The problem is, I am in love with him. I can't seem to get him out of my thoughts. What's more, he can't seem, to get me out of his. When we are together I am so comfortable. I am so at ease. Even if we only meet for an hour at lunch time, just seeing him smile at me, melts my heart.
I love K, deeply, strongly and, forever. When I am with T, in his arms I feel something completely different. It is difficult to explain in words, but I think some of you probably know what I am talking about.
If I love him and he loves me, I feel like I would be crazy to let him slip away. After all, with my youngest being only 5, I will have to spend a lot of time with my kids and supporting K, so maybe I will not be able to find another guy, who might demand more of my time than I can give.
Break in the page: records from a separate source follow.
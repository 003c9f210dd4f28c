//! ECS components shared by every combat actor
//!
//! - actor: kind markers (Player, Enemy, Boss, ShadowClone) + Faction
//! - body: 2D kinematics the engine syncs with its rigidbody
//! - weapon: damage-dealing hit surface + pivot
//! - tint: sprite tint with a phase baseline

pub mod actor;
pub mod body;
pub mod tint;
pub mod weapon;

#[cfg(test)]
mod body_tests;

pub use actor::*;
pub use body::*;
pub use tint::*;
pub use weapon::*;
//! Boss decision: weighted attack pick, chase otherwise.

use bevy::prelude::*;
use rand::Rng;

use crate::action::{publish_action_events, ActionContext, ActionPlan, ActionScheduler, ActorRig};
use crate::ai::components::{BossBrain, BossMode};
use crate::ai::policy::{boss_candidates, chase_velocity, pick_weighted};
use crate::combat::{CombatCue, Dead, SpawnRequest, Stun};
use crate::components::{Body, Boss, Player, Tint, Weapon};
use crate::config::BossConfig;
use crate::logger;
use crate::perception::{AggroGate, Spatial};
use crate::DeterministicRng;

/// System: pick and start the next boss attack.
///
/// Skipped while stunned, not targeting, or mid-action. Cooldowns are
/// stamped when an attack starts.
#[allow(clippy::type_complexity)]
pub fn boss_decide(
    time: Res<Time>,
    spatial: Res<Spatial>,
    mut rng: ResMut<DeterministicRng>,
    players: Query<&Body, (With<Player>, Without<Dead>)>,
    mut bosses: Query<
        (
            Entity,
            &BossConfig,
            &AggroGate,
            &Stun,
            &mut BossBrain,
            &mut ActionScheduler,
            &mut Body,
            Option<&mut Weapon>,
            &mut Tint,
        ),
        (With<Boss>, Without<Dead>, Without<Player>),
    >,
    mut spawns: EventWriter<SpawnRequest>,
    mut cues: EventWriter<CombatCue>,
) {
    let now = time.elapsed_secs();
    let target = players.single().ok().map(|body| body.position);

    for (entity, config, gate, stun, mut brain, mut scheduler, mut body, mut weapon, mut tint) in bosses.iter_mut() {
        if stun.is_active() || !gate.is_targeting() || scheduler.is_performing() {
            continue;
        }

        let Some(target_pos) = target else {
            brain.mode = BossMode::Idle;
            body.stop();
            continue;
        };

        let distance = body.position.distance(target_pos);
        let candidates = boss_candidates(distance, config, &brain.cooldowns, now);
        let picked = pick_weighted(&candidates, rng.rng.gen::<f32>());

        if let Some(plan) = picked.and_then(|kind| ActionPlan::for_boss(kind, config)) {
            let kind = plan.kind();
            brain.cooldowns.mark_used(kind, now);
            brain.mode = BossMode::Idle;

            let mut ctx = ActionContext::new(Some(target_pos), spatial.query());
            let mut rig = ActorRig::new(&mut body, weapon.as_deref_mut(), &mut tint);
            let handle = scheduler.start(plan, &mut rig, &mut ctx);
            publish_action_events(entity, ctx.events, &mut spawns, &mut cues);

            logger::log(&format!(
                "⚔️ Boss {:?} → {:?} at {:.1}m ({} candidates, {:?})",
                entity,
                kind,
                distance,
                candidates.len(),
                handle
            ));
            continue;
        }

        // Nothing eligible: chase
        let velocity = chase_velocity(
            body.position,
            target_pos,
            config.move_speed,
            config.chase_stop_distance,
            config.chase_buffer,
        );
        body.face_towards(target_pos);
        body.velocity = velocity;
        brain.mode = if velocity == Vec2::ZERO {
            BossMode::Idle
        } else {
            BossMode::Chase
        };
    }
}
T is very supportive of my family and the time they need.
Something more to think about.
2 comments:
You have gone over and over your relationship (or lack thereof) with T. If you can maintain a friendship that would probably be a good thing, but don't let him use you. Like having lunch and then being on the phone the entire time.....that's abuse.
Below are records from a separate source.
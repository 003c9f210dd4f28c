//! Weapon overlap detection for headless runs.
//!
//! The engine reports trigger contacts itself; without an engine, enabled
//! weapon circles are tested against bodies of the opposing faction.

use bevy::prelude::*;

use crate::combat::{Dead, HitLanded};
use crate::components::{Body, Faction, Weapon};

/// Weapon tip circle overlaps the target body.
pub fn weapon_overlaps(weapon: &Weapon, attacker: &Body, target: &Body) -> bool {
    weapon.tip(attacker).distance(target.position) <= weapon.radius + target.radius
}

pub fn detect_weapon_hits(
    mut attackers: Query<(Entity, &Body, &Faction, &mut Weapon), Without<Dead>>,
    targets: Query<(Entity, &Body, &Faction), Without<Dead>>,
    mut hits: EventWriter<HitLanded>,
) {
    for (attacker, attacker_body, attacker_faction, mut weapon) in attackers.iter_mut() {
        if !weapon.enabled {
            continue;
        }

        for (target, target_body, target_faction) in targets.iter() {
            if target == attacker || !attacker_faction.is_hostile_to(*target_faction) {
                continue;
            }
            if !weapon_overlaps(&weapon, attacker_body, target_body) || !weapon.register_hit(target) {
                continue;
            }

            hits.write(HitLanded {
                attacker: Some(attacker),
                target,
                amount: weapon.damage,
                source: Some(attacker_body.position),
            });
        }
    }
}
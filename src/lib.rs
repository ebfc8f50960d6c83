//! An embeddable preprocessor for shader-like and C-family source
//! text, covering a practical subset of the classical C preprocessor:
//! object- and function-like macros, fully nested conditional
//! compilation, file inclusion through a host callback,
//! stringification, token concatenation, line continuation and
//! commentary handling.
//!
//! The engine is a pure transform over injected streams: the host
//! supplies a root [`InputStream`], optionally an include resolver
//! and an error sink, and [`Preprocessor::process`] returns the
//! expanded text. There is no global state and no I/O inside the
//! engine.
//!
//! ```
//! use shpp::{Lexer, Options, Preprocessor, StringInputStream};
//!
//! let lexer = Lexer::new(Box::new(StringInputStream::new("#define VALUE 42\nreturn VALUE;")));
//! let mut pp = Preprocessor::new(lexer, Options::default());
//! assert_eq!(pp.process(), "return 42;");
//! ```
#[macro_use]
extern crate log;

pub mod token;
pub mod stream;
pub mod lexer;
pub mod preproc;

pub use crate::lexer::Lexer;
pub use crate::preproc::{ErrorCallback, ErrorInfo, ErrorKind, IncludeCallback};
pub use crate::preproc::{DirectiveHandler, MacroDesc, Options, Preprocessor};
pub use crate::stream::{InputStream, StringInputStream};
pub use crate::token::{Token, TokenKind};

/// One-shot convenience: preprocess an in-memory string
pub fn process_str(source: &str, options: Options) -> String
{
	let lexer = Lexer::new(Box::new(StringInputStream::new(source)));
	Preprocessor::new(lexer, options).process()
}

// vim: ft=rust
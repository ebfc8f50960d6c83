//! Constant-expression evaluation for `#if`/`#elif`
//!
//! A recursive-descent parser over the token sequence captured from
//! the directive line, one method per precedence level (lowest
//! first). The result is an integer; zero is false.
use std::collections::HashMap;

use crate::token::{Token, TokenKind};
use super::MacroDesc;

pub struct Parser<'a>
{
	tokens: Vec<Token>,
	pos: usize,
	macros: &'a HashMap<String, MacroDesc>,
	/// Names whose bodies are currently being evaluated; a
	/// re-occurrence folds to a literal instead of recursing
	active: Vec<String>,
}

impl<'a> Parser<'a>
{
	pub fn new(tokens: &[Token], macros: &'a HashMap<String, MacroDesc>) -> Parser<'a>
	{
		Parser {
			tokens: tokens.to_vec(),
			pos: 0,
			macros,
			active: Vec::new(),
			}
	}

	pub fn evaluate(&mut self) -> i64
	{
		self.eval_or()
	}

	fn next(&mut self) -> Option<Token>
	{
		let rv = self.tokens.get(self.pos).cloned();
		if rv.is_some() {
			self.pos += 1;
		}
		rv
	}

	fn next_is(&self, kind: TokenKind) -> bool
	{
		self.tokens.get(self.pos).map(|t| t.kind) == Some(kind)
	}

	fn eval_or(&mut self) -> i64
	{
		let mut v = self.eval_and();
		while self.next_is(TokenKind::Or)
		{
			self.pos += 1;
			let rhs = self.eval_and();
			v = (v != 0 || rhs != 0) as i64;
		}
		v
	}

	fn eval_and(&mut self) -> i64
	{
		let mut v = self.eval_eq();
		while self.next_is(TokenKind::And)
		{
			self.pos += 1;
			let rhs = self.eval_eq();
			v = (v != 0 && rhs != 0) as i64;
		}
		v
	}

	fn eval_eq(&mut self) -> i64
	{
		let mut v = self.eval_cmp();
		loop
		{
			v = if self.next_is(TokenKind::Eq) {
					self.pos += 1;
					(v == self.eval_cmp()) as i64
				}
				else if self.next_is(TokenKind::Ne) {
					self.pos += 1;
					(v != self.eval_cmp()) as i64
				}
				else {
					return v;
				};
		}
	}

	fn eval_cmp(&mut self) -> i64
	{
		let mut v = self.eval_add();
		loop
		{
			v = if self.next_is(TokenKind::Less) {
					self.pos += 1;
					(v < self.eval_add()) as i64
				}
				else if self.next_is(TokenKind::Greater) {
					self.pos += 1;
					(v > self.eval_add()) as i64
				}
				else if self.next_is(TokenKind::Le) {
					self.pos += 1;
					(v <= self.eval_add()) as i64
				}
				else if self.next_is(TokenKind::Ge) {
					self.pos += 1;
					(v >= self.eval_add()) as i64
				}
				else {
					return v;
				};
		}
	}

	fn eval_add(&mut self) -> i64
	{
		let mut v = self.eval_mul();
		loop
		{
			v = if self.next_is(TokenKind::Plus) {
					self.pos += 1;
					v + self.eval_mul()
				}
				else if self.next_is(TokenKind::Minus) {
					self.pos += 1;
					v - self.eval_mul()
				}
				else {
					return v;
				};
		}
	}

	fn eval_mul(&mut self) -> i64
	{
		let mut v = self.eval_unary();
		loop
		{
			v = if self.next_is(TokenKind::Star) {
					self.pos += 1;
					v * self.eval_unary()
				}
				else if self.next_is(TokenKind::Slash) {
					self.pos += 1;
					// Division by zero folds to false rather than
					// signalling
					match self.eval_unary()
					{
					0 => 0,
					rhs => v / rhs,
					}
				}
				else {
					return v;
				};
		}
	}

	fn eval_unary(&mut self) -> i64
	{
		if self.next_is(TokenKind::Not)
		{
			self.pos += 1;
			(self.eval_unary() == 0) as i64
		}
		else if self.next_is(TokenKind::Minus)
		{
			self.pos += 1;
			-self.eval_unary()
		}
		else
		{
			self.eval_primary()
		}
	}

	fn eval_primary(&mut self) -> i64
	{
		let tok = match self.next()
			{
			Some(t) => t,
			None => return 0,
			};
		match tok.kind
		{
		TokenKind::Number => parse_int(&tok.raw),
		TokenKind::OpenBracket => {
			let v = self.eval_or();
			if self.next_is(TokenKind::CloseBracket) {
				self.pos += 1;
			}
			v
			},
		TokenKind::Identifier if tok.raw == "defined" => self.eval_defined(),
		TokenKind::Defined => self.eval_defined(),
		TokenKind::Identifier => self.eval_identifier(&tok),
		_ => parse_int(&tok.raw),
		}
	}

	/// `defined(NAME)`, with the parentheses optional
	fn eval_defined(&mut self) -> i64
	{
		let parenthesised = self.next_is(TokenKind::OpenBracket);
		if parenthesised {
			self.pos += 1;
		}
		let name = match self.next()
			{
			Some(t) if t.kind == TokenKind::Identifier => t.raw,
			_ => return 0,
			};
		if parenthesised && self.next_is(TokenKind::CloseBracket) {
			self.pos += 1;
		}
		self.macros.contains_key(&name) as i64
	}

	fn eval_identifier(&mut self, tok: &Token) -> i64
	{
		if self.active.iter().any(|n| *n == tok.raw) {
			// Already under evaluation: fold to a literal
			return parse_int(&tok.raw);
		}
		let macros = self.macros;
		match macros.get(&tok.raw)
		{
		Some(desc) =>
			match desc.params
			{
			None => {
				// An object-like macro's body is itself an expression
				self.active.push(tok.raw.clone());
				let v = self.eval_subexpression(strip_spaces(&desc.body));
				self.active.pop();
				v
				},
			Some(ref params) => {
				if !self.next_is(TokenKind::OpenBracket) {
					warn!("function-like macro {} used without arguments in conditional, evaluating to 0", tok.raw);
					return parse_int(&tok.raw);
				}
				self.pos += 1;
				let args = match super::capture_macro_args(&mut || self.next().unwrap_or_else(Token::end))
					{
					Some(v) => v,
					None => return 0,
					};
				let mut body = strip_spaces(&desc.body);
				let mut scratch = String::new();
				for (param, arg) in params.iter().zip(args.iter())
				{
					scratch.clear();
					for t in arg {
						scratch.push_str(&t.raw);
					}
					for t in body.iter_mut()
					{
						if t.kind == TokenKind::Identifier && t.raw == *param {
							t.raw = scratch.clone();
						}
					}
				}
				self.active.push(tok.raw.clone());
				let v = self.eval_subexpression(body);
				self.active.pop();
				v
				},
			},
		None => {
			warn!("undefined identifier {} in conditional, evaluating to 0", tok.raw);
			parse_int(&tok.raw)
			},
		}
	}

	fn eval_subexpression(&mut self, tokens: Vec<Token>) -> i64
	{
		let mut sub = Parser {
			tokens,
			pos: 0,
			macros: self.macros,
			active: ::std::mem::take(&mut self.active),
			};
		let v = sub.eval_or();
		self.active = sub.active;
		v
	}
}

fn strip_spaces(tokens: &[Token]) -> Vec<Token>
{
	tokens.iter()
		.filter(|t| t.kind != TokenKind::Space && t.kind != TokenKind::Commentary)
		.cloned()
		.collect()
}

/// "parse as integer or zero": hex with a `0x` prefix, decimal
/// otherwise; anything unparseable (including undefined identifiers)
/// is zero
fn parse_int(raw: &str) -> i64
{
	match raw.strip_prefix("0x")
	{
	Some(hex) => i64::from_str_radix(hex, 16).unwrap_or(0),
	None => raw.parse().unwrap_or(0),
	}
}


// vim: ft=rust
Set some game rules, that if he can't accept.....will it defines what's not possible.
As for having a relationship while you have children......will you haven't had one so you don't know that it is possible......but it is. Is it easy, probably not, but it is possible and you need to start going forward in your life with the things which are possible for you.....not the impossible such as being married or having a b/f that needs to be invisable all the time.
Do what's possible and be content.
Let's not go overboard. To be fair, being on the phone like that is out of character for him. I was just pissed about it that day and blogged about it. In any case, I doubt that really rises to the level of abuse. Inconsiderate, yes. Abusive, not even close.
Also I have to say that T has been honest and open with me from the beginning about his family situation. I when back and looked and he even mentioned it in his introductory e-mail to me. It my fault that I imagined a future for us that he had already told me was unlikely to happen. The fact that I do not like his decision is really more my problem than his.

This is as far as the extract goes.